[Saved entries]
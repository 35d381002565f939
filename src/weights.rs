use std::fmt::{self, Display};

use log::debug;
use serde::{Deserialize, Serialize};
use thiserror::Error;

use crate::sample::EventSample;

/// Process-level normalisation information
#[derive(Deserialize, Serialize, Copy, Clone, Debug, PartialEq)]
pub struct WeightInfo {
    cross_section: f64,
    sum_of_weights: f64,
}

impl WeightInfo {
    pub fn new(cross_section: f64, sum_of_weights: f64) -> Self {
        Self {
            cross_section,
            sum_of_weights,
        }
    }

    /// Cross section in pb, including any k-factor
    pub fn cross_section(&self) -> f64 {
        self.cross_section
    }

    /// Total generated weight
    pub fn sum_of_weights(&self) -> f64 {
        self.sum_of_weights
    }

    /// Factor converting a sum of event weights into a yield at the
    /// given luminosity
    pub fn scale(&self, luminosity: f64) -> f64 {
        luminosity * self.cross_section / self.sum_of_weights
    }
}

/// Selection of the weight summed up to obtain the total generated weight
#[derive(Deserialize, Serialize, Clone, Debug, Default, PartialEq, Eq)]
pub enum WeightSelector {
    /// The central event weight
    #[default]
    Central,
    /// The named weight with the given name
    Named(String),
}

impl Display for WeightSelector {
    fn fmt(&self, f: &mut fmt::Formatter<'_>) -> fmt::Result {
        match self {
            WeightSelector::Central => write!(f, "central weight"),
            WeightSelector::Named(name) => write!(f, "weight \"{name}\""),
        }
    }
}

impl WeightSelector {
    /// Selector from a weight name, where an empty name or `weight`
    /// selects the central weight
    pub fn from_name(name: &str) -> Self {
        match name {
            "" | "weight" | "central" => WeightSelector::Central,
            name => WeightSelector::Named(name.to_owned()),
        }
    }

    /// The name of the selected weight, if it is a named weight
    pub fn name(&self) -> Option<&str> {
        match self {
            WeightSelector::Central => None,
            WeightSelector::Named(name) => Some(name),
        }
    }
}

/// Determines the [WeightInfo] of a process from its events
#[derive(Clone, Debug, Default, PartialEq, Eq)]
pub struct WeightInfoProducer {
    selector: WeightSelector,
}

impl WeightInfoProducer {
    pub fn new(selector: WeightSelector) -> Self {
        Self { selector }
    }

    /// Sum the selected weight over all events, without any cut
    ///
    /// `cross_section` is the total cross section, including any
    /// k-factor. The sum of weights has to be positive.
    pub fn produce(
        &self,
        sample: &EventSample,
        cross_section: f64,
    ) -> Result<WeightInfo, WeightInfoError> {
        let sum_of_weights = match &self.selector {
            WeightSelector::Central => {
                sample.iter().map(|ev| ev.weights.central().raw()).sum()
            }
            WeightSelector::Named(name) => {
                let missing = || WeightInfoError::MissingWeight(name.clone());
                let idx = sample
                    .weight_names()
                    .iter()
                    .position(|n| n == name)
                    .ok_or_else(missing)?;
                let mut sum = 0.;
                for ev in sample {
                    sum += ev.weights.named(idx).ok_or_else(missing)?.raw();
                }
                sum
            }
        };
        debug!(
            "Sum of {} over {} events: {sum_of_weights}",
            self.selector,
            sample.len()
        );
        if !(sum_of_weights > 0.) {
            return Err(WeightInfoError::NonPositiveSum(sum_of_weights));
        }
        Ok(WeightInfo::new(cross_section, sum_of_weights))
    }
}

/// Error determining the normalisation of a process
#[derive(Debug, Error, Clone, PartialEq)]
pub enum WeightInfoError {
    #[error("Sum of weights is not positive: {0}")]
    NonPositiveSum(f64),
    #[error("Events have no weight \"{0}\"")]
    MissingWeight(String),
}

#[cfg(test)]
mod tests {
    use super::*;
    use crate::{event::Weights, reco::RecoEvent};
    use noisy_float::prelude::*;

    fn sample(weights: &[[f64; 2]]) -> EventSample {
        let events = weights
            .iter()
            .map(|w| RecoEvent {
                weights: Weights::from(vec![n64(w[0]), n64(w[1])]),
                ..Default::default()
            })
            .collect();
        EventSample::from_events(events, vec!["nominal".to_owned()])
    }

    #[test]
    fn sum_of_weights() {
        let sample = sample(&[[1., 2.], [3., -1.], [-0.5, 4.]]);
        let central = WeightInfoProducer::default().produce(&sample, 10.).unwrap();
        assert_eq!(central, WeightInfo::new(10., 3.5));
        assert_eq!(central.scale(2.), 20. / 3.5);

        let named = WeightInfoProducer::new(WeightSelector::from_name("nominal"))
            .produce(&sample, 10.)
            .unwrap();
        assert_eq!(named.sum_of_weights(), 5.);
    }

    #[test]
    fn errors() {
        let sample = sample(&[[1., 2.], [-3., -2.]]);
        assert_eq!(
            WeightInfoProducer::default().produce(&sample, 1.),
            Err(WeightInfoError::NonPositiveSum(-2.))
        );
        assert_eq!(
            WeightInfoProducer::new(WeightSelector::from_name("nominal"))
                .produce(&sample, 1.),
            Err(WeightInfoError::NonPositiveSum(0.))
        );
        assert_eq!(
            WeightInfoProducer::new(WeightSelector::from_name("other"))
                .produce(&sample, 1.),
            Err(WeightInfoError::MissingWeight("other".to_owned()))
        );
        let empty = EventSample::default();
        assert!(WeightInfoProducer::default().produce(&empty, 1.).is_err());
    }
}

= Task description =
Looking at the entries above, report how many of their lines include "match", and add nothing else.

= Result =
4